» HOW TO COMPLETE THIS TASK
Using the entries that follow, report the number of lines that include the string "merge", without any other text.

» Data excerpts
------------------------
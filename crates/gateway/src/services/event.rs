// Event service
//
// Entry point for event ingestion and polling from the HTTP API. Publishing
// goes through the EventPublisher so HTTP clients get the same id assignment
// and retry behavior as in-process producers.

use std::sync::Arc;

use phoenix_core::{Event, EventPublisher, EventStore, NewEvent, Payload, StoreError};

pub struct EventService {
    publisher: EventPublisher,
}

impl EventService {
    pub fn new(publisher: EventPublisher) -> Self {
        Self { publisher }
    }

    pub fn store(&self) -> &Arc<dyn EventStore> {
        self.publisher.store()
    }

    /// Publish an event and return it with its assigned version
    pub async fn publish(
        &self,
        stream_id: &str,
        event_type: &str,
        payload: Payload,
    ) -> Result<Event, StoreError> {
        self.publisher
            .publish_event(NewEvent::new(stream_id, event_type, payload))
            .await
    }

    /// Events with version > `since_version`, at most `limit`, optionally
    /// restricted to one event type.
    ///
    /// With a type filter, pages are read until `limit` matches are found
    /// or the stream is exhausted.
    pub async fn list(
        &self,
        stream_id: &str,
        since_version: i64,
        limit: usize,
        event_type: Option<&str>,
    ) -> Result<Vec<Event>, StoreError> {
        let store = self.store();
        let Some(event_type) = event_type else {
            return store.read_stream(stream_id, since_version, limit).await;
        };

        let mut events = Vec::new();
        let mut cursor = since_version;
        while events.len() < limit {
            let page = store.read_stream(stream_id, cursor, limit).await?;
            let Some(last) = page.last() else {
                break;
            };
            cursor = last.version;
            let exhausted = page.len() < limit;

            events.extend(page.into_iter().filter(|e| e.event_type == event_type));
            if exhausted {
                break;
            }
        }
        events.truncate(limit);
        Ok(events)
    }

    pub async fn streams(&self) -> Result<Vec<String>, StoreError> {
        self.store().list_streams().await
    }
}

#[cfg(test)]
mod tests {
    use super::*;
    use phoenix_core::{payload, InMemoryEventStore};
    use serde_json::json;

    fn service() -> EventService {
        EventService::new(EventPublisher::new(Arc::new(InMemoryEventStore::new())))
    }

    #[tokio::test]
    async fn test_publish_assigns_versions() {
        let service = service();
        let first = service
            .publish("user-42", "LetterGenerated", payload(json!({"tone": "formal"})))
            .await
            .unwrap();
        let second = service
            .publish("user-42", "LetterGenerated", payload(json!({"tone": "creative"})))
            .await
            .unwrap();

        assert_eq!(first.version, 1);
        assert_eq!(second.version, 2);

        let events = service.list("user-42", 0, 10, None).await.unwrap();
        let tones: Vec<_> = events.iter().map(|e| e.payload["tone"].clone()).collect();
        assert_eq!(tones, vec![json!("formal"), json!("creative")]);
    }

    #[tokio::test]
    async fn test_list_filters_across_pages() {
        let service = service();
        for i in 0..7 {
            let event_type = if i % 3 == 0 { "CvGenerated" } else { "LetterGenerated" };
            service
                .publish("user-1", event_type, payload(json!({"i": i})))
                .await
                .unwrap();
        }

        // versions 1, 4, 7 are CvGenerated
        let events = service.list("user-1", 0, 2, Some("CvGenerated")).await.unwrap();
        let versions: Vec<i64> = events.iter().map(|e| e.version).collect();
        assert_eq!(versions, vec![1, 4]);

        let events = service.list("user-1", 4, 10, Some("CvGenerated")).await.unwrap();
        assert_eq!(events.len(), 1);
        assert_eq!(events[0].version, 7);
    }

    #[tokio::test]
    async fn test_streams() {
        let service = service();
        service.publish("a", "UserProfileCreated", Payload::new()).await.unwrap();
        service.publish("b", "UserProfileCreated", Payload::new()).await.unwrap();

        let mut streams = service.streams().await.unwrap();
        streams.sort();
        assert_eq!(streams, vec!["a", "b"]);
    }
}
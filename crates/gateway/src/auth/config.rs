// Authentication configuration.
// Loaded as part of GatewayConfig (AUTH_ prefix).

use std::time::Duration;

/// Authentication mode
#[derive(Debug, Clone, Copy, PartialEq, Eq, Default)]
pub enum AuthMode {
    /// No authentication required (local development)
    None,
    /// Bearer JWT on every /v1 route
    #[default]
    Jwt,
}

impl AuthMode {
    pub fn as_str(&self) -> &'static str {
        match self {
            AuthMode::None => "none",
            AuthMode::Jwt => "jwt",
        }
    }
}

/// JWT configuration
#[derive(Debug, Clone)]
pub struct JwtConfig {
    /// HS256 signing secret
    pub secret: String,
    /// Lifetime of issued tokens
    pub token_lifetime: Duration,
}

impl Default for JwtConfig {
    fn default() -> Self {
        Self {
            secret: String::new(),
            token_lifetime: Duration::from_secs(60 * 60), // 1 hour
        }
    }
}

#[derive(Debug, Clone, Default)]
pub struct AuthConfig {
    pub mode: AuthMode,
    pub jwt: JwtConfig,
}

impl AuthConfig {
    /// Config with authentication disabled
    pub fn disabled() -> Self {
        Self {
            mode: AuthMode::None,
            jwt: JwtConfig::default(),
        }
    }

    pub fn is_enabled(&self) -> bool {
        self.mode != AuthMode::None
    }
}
------------------------
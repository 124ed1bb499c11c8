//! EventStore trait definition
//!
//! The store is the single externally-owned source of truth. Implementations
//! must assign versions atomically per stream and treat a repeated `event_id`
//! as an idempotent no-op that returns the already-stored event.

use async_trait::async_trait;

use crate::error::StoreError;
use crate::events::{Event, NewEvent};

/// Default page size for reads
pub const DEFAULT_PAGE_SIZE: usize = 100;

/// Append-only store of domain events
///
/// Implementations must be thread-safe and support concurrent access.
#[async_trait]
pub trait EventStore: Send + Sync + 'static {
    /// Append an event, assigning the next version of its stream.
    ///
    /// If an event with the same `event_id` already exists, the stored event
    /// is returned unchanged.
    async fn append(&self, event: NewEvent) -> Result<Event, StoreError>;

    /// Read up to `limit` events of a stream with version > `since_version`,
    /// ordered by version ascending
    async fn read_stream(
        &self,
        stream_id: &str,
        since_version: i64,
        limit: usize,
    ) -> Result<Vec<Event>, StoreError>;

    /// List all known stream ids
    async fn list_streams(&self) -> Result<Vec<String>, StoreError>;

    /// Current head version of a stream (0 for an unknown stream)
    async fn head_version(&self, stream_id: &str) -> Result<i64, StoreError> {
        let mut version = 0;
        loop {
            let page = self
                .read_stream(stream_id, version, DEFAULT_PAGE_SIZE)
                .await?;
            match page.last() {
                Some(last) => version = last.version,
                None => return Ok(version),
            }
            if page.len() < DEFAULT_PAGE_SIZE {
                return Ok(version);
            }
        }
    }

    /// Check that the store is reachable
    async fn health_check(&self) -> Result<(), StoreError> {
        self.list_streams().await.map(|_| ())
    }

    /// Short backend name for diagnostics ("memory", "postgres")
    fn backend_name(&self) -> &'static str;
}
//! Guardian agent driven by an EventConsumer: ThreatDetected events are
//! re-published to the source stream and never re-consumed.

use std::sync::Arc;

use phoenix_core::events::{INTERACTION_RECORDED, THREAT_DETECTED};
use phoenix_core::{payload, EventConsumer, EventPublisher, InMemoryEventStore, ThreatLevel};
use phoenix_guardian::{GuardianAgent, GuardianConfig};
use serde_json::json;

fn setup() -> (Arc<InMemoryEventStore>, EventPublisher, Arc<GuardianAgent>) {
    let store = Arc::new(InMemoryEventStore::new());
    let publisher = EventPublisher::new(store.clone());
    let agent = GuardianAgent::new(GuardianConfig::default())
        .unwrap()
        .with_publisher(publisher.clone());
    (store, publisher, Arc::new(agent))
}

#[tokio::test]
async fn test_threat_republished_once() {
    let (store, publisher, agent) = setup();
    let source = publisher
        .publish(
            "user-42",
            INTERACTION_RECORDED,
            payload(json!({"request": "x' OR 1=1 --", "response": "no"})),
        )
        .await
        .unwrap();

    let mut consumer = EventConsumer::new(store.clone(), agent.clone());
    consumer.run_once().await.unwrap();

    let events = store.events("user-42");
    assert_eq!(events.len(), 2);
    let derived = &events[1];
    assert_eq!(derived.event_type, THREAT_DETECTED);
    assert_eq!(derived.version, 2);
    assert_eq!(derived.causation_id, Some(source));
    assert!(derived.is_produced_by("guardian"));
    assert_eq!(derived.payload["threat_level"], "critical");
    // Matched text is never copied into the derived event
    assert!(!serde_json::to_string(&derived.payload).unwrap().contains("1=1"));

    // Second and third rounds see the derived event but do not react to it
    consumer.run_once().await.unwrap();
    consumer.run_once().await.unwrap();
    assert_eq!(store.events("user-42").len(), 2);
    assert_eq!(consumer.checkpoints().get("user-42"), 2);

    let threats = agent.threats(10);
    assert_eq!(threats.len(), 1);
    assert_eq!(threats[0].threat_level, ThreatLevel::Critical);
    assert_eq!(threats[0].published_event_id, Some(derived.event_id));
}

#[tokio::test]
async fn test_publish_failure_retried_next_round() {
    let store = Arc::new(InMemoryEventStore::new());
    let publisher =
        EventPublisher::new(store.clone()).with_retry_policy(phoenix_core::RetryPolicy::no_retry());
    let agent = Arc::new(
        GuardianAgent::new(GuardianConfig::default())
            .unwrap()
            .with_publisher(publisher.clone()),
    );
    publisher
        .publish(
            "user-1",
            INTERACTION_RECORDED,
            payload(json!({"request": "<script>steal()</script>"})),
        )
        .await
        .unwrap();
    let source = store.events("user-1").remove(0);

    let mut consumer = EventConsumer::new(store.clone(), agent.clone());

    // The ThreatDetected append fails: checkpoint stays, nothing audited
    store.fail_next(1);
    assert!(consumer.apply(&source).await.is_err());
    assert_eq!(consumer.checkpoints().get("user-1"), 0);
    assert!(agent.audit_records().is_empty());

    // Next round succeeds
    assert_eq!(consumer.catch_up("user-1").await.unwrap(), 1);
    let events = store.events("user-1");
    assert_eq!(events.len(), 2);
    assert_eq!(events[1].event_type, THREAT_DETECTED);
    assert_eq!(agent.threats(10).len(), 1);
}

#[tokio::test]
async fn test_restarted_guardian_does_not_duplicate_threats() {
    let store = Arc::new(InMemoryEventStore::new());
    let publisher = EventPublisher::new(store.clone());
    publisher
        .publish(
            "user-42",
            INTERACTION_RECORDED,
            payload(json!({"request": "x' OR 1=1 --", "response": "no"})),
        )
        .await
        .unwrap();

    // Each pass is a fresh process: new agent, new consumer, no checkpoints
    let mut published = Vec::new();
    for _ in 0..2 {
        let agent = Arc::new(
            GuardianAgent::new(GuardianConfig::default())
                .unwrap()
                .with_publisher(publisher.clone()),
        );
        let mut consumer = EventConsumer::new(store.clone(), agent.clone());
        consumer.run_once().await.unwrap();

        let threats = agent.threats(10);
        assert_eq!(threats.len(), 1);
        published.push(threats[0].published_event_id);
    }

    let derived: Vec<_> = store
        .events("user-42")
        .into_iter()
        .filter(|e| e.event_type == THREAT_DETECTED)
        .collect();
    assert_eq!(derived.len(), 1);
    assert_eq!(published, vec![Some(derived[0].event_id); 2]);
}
------------------------
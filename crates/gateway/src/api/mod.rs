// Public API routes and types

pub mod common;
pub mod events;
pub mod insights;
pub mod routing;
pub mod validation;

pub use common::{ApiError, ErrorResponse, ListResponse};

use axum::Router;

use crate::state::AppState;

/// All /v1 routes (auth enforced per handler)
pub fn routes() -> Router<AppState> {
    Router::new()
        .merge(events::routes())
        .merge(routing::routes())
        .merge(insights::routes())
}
------------------------
» REPLY
3